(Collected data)
%%

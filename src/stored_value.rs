// Copyright 2024-Present the index-schema authors.
//
// Licensed under the Apache License, Version 2.0 (the "License");
// you may not use this file except in compliance with the License.
// You may obtain a copy of the License at
//
//     http://www.apache.org/licenses/LICENSE-2.0
//
// Unless required by applicable law or agreed to in writing, software
// distributed under the License is distributed on an "AS IS" BASIS,
// WITHOUT WARRANTIES OR CONDITIONS OF ANY KIND, either express or implied.
// See the License for the specific language governing permissions and
// limitations under the License.

use time::OffsetDateTime;

use crate::value::FieldValue;

/// Backend-neutral accessor over one field's raw stored value(s) in a
/// physical index document.
///
/// Each backend supplies an implementation wrapping its own raw document
/// representation; field setters use it to reconstruct domain values without
/// knowing anything about the backend. Every accessor returns `None` when
/// the document holds no value of the requested shape for this field.
pub trait StoredValue {
    /// The value as a single string.
    fn as_string(&self) -> Option<String>;
    /// The values as a list of strings.
    fn as_strings(&self) -> Option<Vec<String>>;
    /// The value as a single 32-bit integer.
    fn as_integer(&self) -> Option<i32>;
    /// The values as a list of 32-bit integers.
    fn as_integers(&self) -> Option<Vec<i32>>;
    /// The value as a single 64-bit integer.
    fn as_long(&self) -> Option<i64>;
    /// The values as a list of 64-bit integers.
    fn as_longs(&self) -> Option<Vec<i64>>;
    /// The value as a single timestamp.
    fn as_timestamp(&self) -> Option<OffsetDateTime>;
    /// The value as a single byte string.
    fn as_bytes(&self) -> Option<Vec<u8>>;
    /// The values as a list of byte strings.
    fn as_byte_arrays(&self) -> Option<Vec<Vec<u8>>>;
}

/// [`StoredValue`] implementation over a slice of already-decoded
/// [`FieldValue`]s.
///
/// This is the natural accessor for key-value backends that store field
/// values in the crate's own representation, and for tests.
#[derive(Clone, Copy, Debug)]
pub struct FieldValueAccessor<'a> {
    values: &'a [FieldValue],
}

impl<'a> FieldValueAccessor<'a> {
    /// Wraps a slice of stored field values.
    pub fn new(values: &'a [FieldValue]) -> Self {
        FieldValueAccessor { values }
    }

    fn first(&self) -> Option<&'a FieldValue> {
        self.values.first()
    }
}

fn non_empty<T>(values: Vec<T>) -> Option<Vec<T>> {
    if values.is_empty() {
        None
    } else {
        Some(values)
    }
}

impl StoredValue for FieldValueAccessor<'_> {
    fn as_string(&self) -> Option<String> {
        match self.first()? {
            FieldValue::Text(text) => Some(text.clone()),
            _ => None,
        }
    }

    fn as_strings(&self) -> Option<Vec<String>> {
        non_empty(
            self.values
                .iter()
                .filter_map(|value| match value {
                    FieldValue::Text(text) => Some(text.clone()),
                    _ => None,
                })
                .collect(),
        )
    }

    fn as_integer(&self) -> Option<i32> {
        match self.first()? {
            FieldValue::Int(num) => Some(*num),
            _ => None,
        }
    }

    fn as_integers(&self) -> Option<Vec<i32>> {
        non_empty(
            self.values
                .iter()
                .filter_map(|value| match value {
                    FieldValue::Int(num) => Some(*num),
                    _ => None,
                })
                .collect(),
        )
    }

    fn as_long(&self) -> Option<i64> {
        match self.first()? {
            FieldValue::Long(num) => Some(*num),
            _ => None,
        }
    }

    fn as_longs(&self) -> Option<Vec<i64>> {
        non_empty(
            self.values
                .iter()
                .filter_map(|value| match value {
                    FieldValue::Long(num) => Some(*num),
                    _ => None,
                })
                .collect(),
        )
    }

    fn as_timestamp(&self) -> Option<OffsetDateTime> {
        match self.first()? {
            FieldValue::Timestamp(timestamp) => Some(*timestamp),
            _ => None,
        }
    }

    fn as_bytes(&self) -> Option<Vec<u8>> {
        match self.first()? {
            FieldValue::Bytes(bytes) => Some(bytes.clone()),
            _ => None,
        }
    }

    fn as_byte_arrays(&self) -> Option<Vec<Vec<u8>>> {
        non_empty(
            self.values
                .iter()
                .filter_map(|value| match value {
                    FieldValue::Bytes(bytes) => Some(bytes.clone()),
                    _ => None,
                })
                .collect(),
        )
    }
}

#[cfg(test)]
mod tests {
    use time::macros::datetime;

    use super::*;

    #[test]
    fn test_accessor_over_empty_slice() {
        let accessor = FieldValueAccessor::new(&[]);
        assert_eq!(accessor.as_string(), None);
        assert_eq!(accessor.as_strings(), None);
        assert_eq!(accessor.as_integer(), None);
        assert_eq!(accessor.as_bytes(), None);
        assert_eq!(accessor.as_timestamp(), None);
    }

    #[test]
    fn test_accessor_scalar_and_list_views() {
        let values = vec![
            FieldValue::Text("alpha".to_string()),
            FieldValue::Text("beta".to_string()),
        ];
        let accessor = FieldValueAccessor::new(&values);
        assert_eq!(accessor.as_string(), Some("alpha".to_string()));
        assert_eq!(
            accessor.as_strings(),
            Some(vec!["alpha".to_string(), "beta".to_string()])
        );
        // Requesting an incompatible shape yields absent, not a panic.
        assert_eq!(accessor.as_integer(), None);
        assert_eq!(accessor.as_longs(), None);
    }

    #[test]
    fn test_accessor_numeric_and_timestamp() {
        let values = vec![FieldValue::Int(5)];
        let accessor = FieldValueAccessor::new(&values);
        assert_eq!(accessor.as_integer(), Some(5));
        assert_eq!(accessor.as_integers(), Some(vec![5]));

        let at = datetime!(2024-01-15 08:30 UTC);
        let values = vec![FieldValue::Timestamp(at)];
        let accessor = FieldValueAccessor::new(&values);
        assert_eq!(accessor.as_timestamp(), Some(at));
    }
}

%%

Nothing but a number is expected: the tally of lines in the records that include the word "single".

◆ THE ANSWER:
5